If you know me personally, you’ll know that my passion (and my profession) is theatre. So, when I find a review copy of a theatre-related book in one of the catalogs that I get my books from, I am immediately interested. In this case I was doubly interested as I would have to admit to a very limited knowledge of Irish theatre and I’m always looking to expand my knowledge.
I am familiar with playwright Sean O’Casey, and like most students of a liberal arts schooling would tell you that O’Casey was the first Irish playwright to write about the working classes in Dublin. But perhaps we need a new modifier to this … the first Irish playwright to write about the working classes in Dublin and to achieve world-wide recognition or fame for his work.
Author Elizabeth Mannion has spent time digging through the archives of the Abbey Theatre and provides the reader with a plethora of other playwrights and plays that were produced at the Abbey Theatre. While O’Casey is best known for Juno and the Paycock (1924) and The Plough and the Stars (1926), other writers, contemporaries and predecessors, were also writing and producing their works at the Abbey Theatre.
I definitely have come away with a list of playwrights whose work I am interested in reading. Perhaps the most intriguing for me is Matthew Brennan. Mannion writes:
Brennan is something of a ghost of Abbey history, marginalized in published Abbey history and the Abbey archives, and barely noticed by drama critics of the day.
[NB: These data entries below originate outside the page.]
//! Configuration loader with TOML parsing and environment variable overrides

use super::schema::BulkWriterConfig;
use super::key::account_key;
use crate::domain::errors::BulkError;
use crate::domain::result::Result;
use regex::Regex;
use std::fs;
use std::path::Path;

/// Loads configuration from a TOML file
///
/// This function:
/// 1. Reads the TOML file
/// 2. Performs environment variable substitution (${VAR} syntax)
/// 3. Parses the TOML into BulkWriterConfig
/// 4. Applies environment variable overrides (BULKWRITER_* prefix)
/// 5. Validates the configuration
///
/// # Errors
///
/// Returns an error if the file cannot be read, parsing or substitution
/// fails, or validation fails.
///
/// # Examples
///
/// ```no_run
/// use bulkwriter::config::loader::load_config;
///
/// let config = load_config("bulkwriter.toml").expect("Failed to load config");
/// ```
pub fn load_config(path: impl AsRef<Path>) -> Result<BulkWriterConfig> {
    let path = path.as_ref();

    if !path.exists() {
        return Err(BulkError::Configuration(format!(
            "Configuration file not found: {}",
            path.display()
        )));
    }

    let contents = fs::read_to_string(path).map_err(|e| {
        BulkError::Configuration(format!(
            "Failed to read configuration file {}: {}",
            path.display(),
            e
        ))
    })?;

    let contents = substitute_env_vars(&contents)?;

    let mut config: BulkWriterConfig = toml::from_str(&contents)
        .map_err(|e| BulkError::Configuration(format!("Failed to parse TOML: {}", e)))?;

    apply_env_overrides(&mut config);

    config.validate().map_err(|e| {
        BulkError::Configuration(format!("Configuration validation failed: {}", e))
    })?;

    Ok(config)
}

/// Substitutes environment variables in the format ${VAR_NAME}
///
/// Comment lines are left untouched.
///
/// # Errors
///
/// Returns an error if a referenced environment variable is not set
fn substitute_env_vars(input: &str) -> Result<String> {
    let re = Regex::new(r"\$\{([A-Z_][A-Z0-9_]*)\}")
        .map_err(|e| BulkError::Configuration(format!("Invalid substitution pattern: {e}")))?;
    let mut result = String::new();
    let mut missing_vars = Vec::new();

    for line in input.lines() {
        if line.trim_start().starts_with('#') {
            result.push_str(line);
            result.push('\n');
            continue;
        }

        let mut processed_line = line.to_string();
        for cap in re.captures_iter(line) {
            let var_name = &cap[1];
            match std::env::var(var_name) {
                Ok(value) => {
                    let placeholder = format!("${{{}}}", var_name);
                    processed_line = processed_line.replace(&placeholder, &value);
                }
                Err(_) => {
                    if !missing_vars.contains(&var_name.to_string()) {
                        missing_vars.push(var_name.to_string());
                    }
                }
            }
        }
        result.push_str(&processed_line);
        result.push('\n');
    }

    if !missing_vars.is_empty() {
        return Err(BulkError::Configuration(format!(
            "Missing required environment variables: {}",
            missing_vars.join(", ")
        )));
    }

    Ok(result)
}

fn env_parse<T: std::str::FromStr>(name: &str) -> Option<T> {
    std::env::var(name).ok().and_then(|val| val.parse().ok())
}

/// Applies environment variable overrides using BULKWRITER_* prefix
///
/// Environment variables follow the pattern: BULKWRITER_<SECTION>_<KEY>,
/// e.g. BULKWRITER_COSMOSDB_ENDPOINT or BULKWRITER_BULK_MAX_RETRY_COUNT.
fn apply_env_overrides(config: &mut BulkWriterConfig) {
    // Application overrides
    if let Ok(val) = std::env::var("BULKWRITER_APPLICATION_LOG_LEVEL") {
        config.application.log_level = val;
    }
    if let Some(dry_run) = env_parse("BULKWRITER_APPLICATION_DRY_RUN") {
        config.application.dry_run = dry_run;
    }

    // Cosmos DB overrides (only if CosmosDB is configured)
    if let Some(ref mut cosmos_config) = config.cosmosdb {
        if let Ok(val) = std::env::var("BULKWRITER_COSMOSDB_ENDPOINT") {
            cosmos_config.endpoint = val;
        }
        if let Ok(val) = std::env::var("BULKWRITER_COSMOSDB_KEY") {
            cosmos_config.key = account_key(val);
        }
        if let Ok(val) = std::env::var("BULKWRITER_COSMOSDB_DATABASE_NAME") {
            cosmos_config.database_name = val;
        }
        if let Ok(val) = std::env::var("BULKWRITER_COSMOSDB_CONTAINER") {
            cosmos_config.container = val;
        }
        if let Ok(val) = std::env::var("BULKWRITER_COSMOSDB_PARTITION_KEY") {
            cosmos_config.partition_key = val;
        }
        if let Some(concurrency) = env_parse("BULKWRITER_COSMOSDB_MAX_CONCURRENCY") {
            cosmos_config.max_concurrency = concurrency;
        }
    }

    // Bulk overrides
    if let Some(max) = env_parse("BULKWRITER_BULK_MAX_PENDING_OPERATIONS") {
        config.bulk.max_pending_operations = max;
    }
    if let Some(max) = env_parse("BULKWRITER_BULK_MAX_RETRY_COUNT") {
        config.bulk.max_retry_count = max;
    }
    if let Some(size) = env_parse("BULKWRITER_BULK_MAX_MICRO_BATCH_SIZE") {
        config.bulk.max_micro_batch_size = size;
    }
    if let Some(batches) = env_parse("BULKWRITER_BULK_MAX_CONCURRENT_BATCHES") {
        config.bulk.max_concurrent_batches = batches;
    }

    // Logging overrides
    if let Some(enabled) = env_parse("BULKWRITER_LOGGING_LOCAL_ENABLED") {
        config.logging.local_enabled = enabled;
    }
    if let Ok(val) = std::env::var("BULKWRITER_LOGGING_LOCAL_PATH") {
        config.logging.local_path = val;
    }
}

#[cfg(test)]
mod tests {
    use super::*;
    use std::io::Write;
    use tempfile::NamedTempFile;

    #[test]
    fn test_substitute_env_vars() {
        std::env::set_var("BULKWRITER_TEST_VAR", "test_value");
        let input = "key = \"${BULKWRITER_TEST_VAR}\"";
        let result = substitute_env_vars(input).unwrap();
        assert_eq!(result, "key = \"test_value\"\n");
        std::env::remove_var("BULKWRITER_TEST_VAR");
    }

    #[test]
    fn test_substitute_env_vars_missing() {
        std::env::remove_var("BULKWRITER_MISSING_VAR");
        let input = "key = \"${BULKWRITER_MISSING_VAR}\"";
        let result = substitute_env_vars(input);
        assert!(result.is_err());
    }

    #[test]
    fn test_substitute_env_vars_skips_comments() {
        std::env::remove_var("BULKWRITER_COMMENTED_VAR");
        let input = "# key = \"${BULKWRITER_COMMENTED_VAR}\"";
        assert!(substitute_env_vars(input).is_ok());
    }

    #[test]
    fn test_load_config_missing_file() {
        let result = load_config("nonexistent.toml");
        assert!(result.is_err());
    }

    #[test]
    fn test_load_config_valid() {
        let toml_content = r#"
[application]
log_level = "info"

[cosmosdb]
endpoint = "https://test.documents.azure.com:443/"
key = "test-key"
database_name = "test_db"
container = "items"

[bulk]
max_retry_count = 5
"#;

        let mut temp_file = NamedTempFile::new().unwrap();
        temp_file.write_all(toml_content.as_bytes()).unwrap();
        temp_file.flush().unwrap();

        let config = load_config(temp_file.path()).unwrap();
        assert_eq!(config.application.log_level, "info");
        assert_eq!(config.bulk.max_retry_count, 5);
        assert_eq!(config.bulk.max_pending_operations, 1024 * 167);
        let cosmos = config.cosmosdb.unwrap();
        assert_eq!(cosmos.container, "items");
        assert_eq!(cosmos.partition_key, "/pk");
    }
}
Apparently stereotypes about unintelligent “labouring” fathers, marriage-obsessed mothers and daughters, and meddling female neighbors were, as the September 6, 1922, Irish Times found, “true to type” that was acceptable on the national stage during this time. Even though the characterizations are overwhelmingly negative, none was commented on as such in the press reviews of the plays.
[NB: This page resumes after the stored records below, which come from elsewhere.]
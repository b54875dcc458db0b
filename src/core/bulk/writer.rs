//! Bulk writer: admission, ingestion pipeline, retries and flush
//!
//! Data flow:
//!
//! ```text
//! schedule_write ──► input channel ──► ingestion task ──► executor (micro-batches)
//!        ▲                 ▲                                   │
//!        │                 │                                   ▼
//!   admission        retry scheduler ◄──── response task ◄── results
//!   semaphore       (delayed retries)          │
//!                                              ▼
//!                                       OperationStatus ──► flush()
//! ```
//!
//! Every logical write holds one admission permit from `schedule_write` until
//! its terminal outcome. Retries carry the same permit, so a retry never
//! competes with fresh writes for admission.

use super::executor::{BulkExecutionOptions, BulkExecutor, ExecutorError, ItemResult};
use super::operation::ItemOperation;
use super::retry::{classify, Disposition, RetryDecision, RetryPolicy};
use super::scheduler::RetryScheduler;
use super::status::{BulkWriteFailure, OperationStatus, WriteOutcome};
use super::summary::BulkWriteSummary;
use crate::config::BulkConfig;
use crate::domain::{BulkError, Result};
use futures::FutureExt;
use serde_json::Value;
use std::future::Future;
use std::panic::AssertUnwindSafe;
use std::sync::atomic::{AtomicBool, Ordering};
use std::sync::{Arc, Mutex, MutexGuard, PoisonError};
use std::time::Duration;
use tokio::sync::{mpsc, OwnedSemaphorePermit, Semaphore};
use tokio::task::{JoinHandle, JoinSet};

/// Number of pending ids included in flush progress logs
const PROGRESS_SAMPLE_SIZE: usize = 3;

/// The caller's payload and admission permit, carried across retries
struct Ticket {
    input: Value,
    permit: OwnedSemaphorePermit,
}

struct InFlight {
    operation: ItemOperation,
    ticket: Ticket,
}

struct ResponseBatch {
    operations: Vec<ItemOperation>,
    tickets: Vec<Ticket>,
    results: Vec<ItemResult>,
    failure: Option<String>,
}

/// Tunables for one writer
#[derive(Debug, Clone)]
pub struct WriterSettings {
    /// Upper bound on admitted but unresolved writes
    pub max_pending_operations: usize,
    /// How long one admission wait lasts before logging and waiting again
    pub permit_wait: Duration,
    /// How often a waiting `flush()` logs progress
    pub progress_interval: Duration,
    /// Executor calls allowed in flight at once
    pub max_concurrent_batches: usize,
    /// Retry budget and backoff
    pub retry: RetryPolicy,
}

impl Default for WriterSettings {
    fn default() -> Self {
        Self::from_config(&BulkConfig::default())
    }
}

impl WriterSettings {
    /// Builds settings from the `[bulk]` configuration section
    pub fn from_config(config: &BulkConfig) -> Self {
        Self {
            max_pending_operations: config.max_pending_operations.max(1),
            permit_wait: Duration::from_millis(config.permit_wait_ms.max(1)),
            progress_interval: Duration::from_secs(config.progress_log_interval_seconds.max(1)),
            max_concurrent_batches: config.max_concurrent_batches.max(1),
            retry: RetryPolicy::from_config(config),
        }
    }
}

/// State shared between the writer handle and its background tasks
struct Shared {
    status: Arc<OperationStatus>,
    input_tx: mpsc::UnboundedSender<InFlight>,
    closed: AtomicBool,
    policy: RetryPolicy,
}

struct Pipeline {
    ingest: JoinHandle<()>,
    responses: JoinHandle<()>,
    retries: Arc<RetryScheduler<InFlight>>,
}

fn lock<T>(mutex: &Mutex<T>) -> MutexGuard<'_, T> {
    mutex.lock().unwrap_or_else(PoisonError::into_inner)
}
Though earlier Mannion writes (and quotes another source):
The 1922 comedies of Matthew Brennan — The Young Man from Rathmines and A Leprechaun in the Tenement — … fall horribly flat by exemplifying “the problems with comic mediation of class disparity.”
If this (learning a little about Matthew Brennan) were all I came away with after reading this book, that might be enough for me. But Brennan is just a very small portion of Mannion’s research. Mannion’s reports on a variety of writers and often synopsizes some of their plays, all in an effort to show that despite the accepted wisdom, O’Casey is not, perhaps the first playwright to write about the working class Irish. This in no way takes away from or diminishes O’Casey’s work or his stature through history, it only suggests that there were others who may have opened the door a bit, and paved the way.
Anyone interested in theatre, theatre history, Irish history, or even just well-researched non-fiction should enjoy this book.
Looking for a good book? The Urban Plays of the Early Abbey Theatre by Elizabeth Mannion is an insightful look at a theatre institution and some of the lesser known playwrights who have worked there.
I received a digital copy of this book from the publisher, through Netgalley, in exchange for an honest review.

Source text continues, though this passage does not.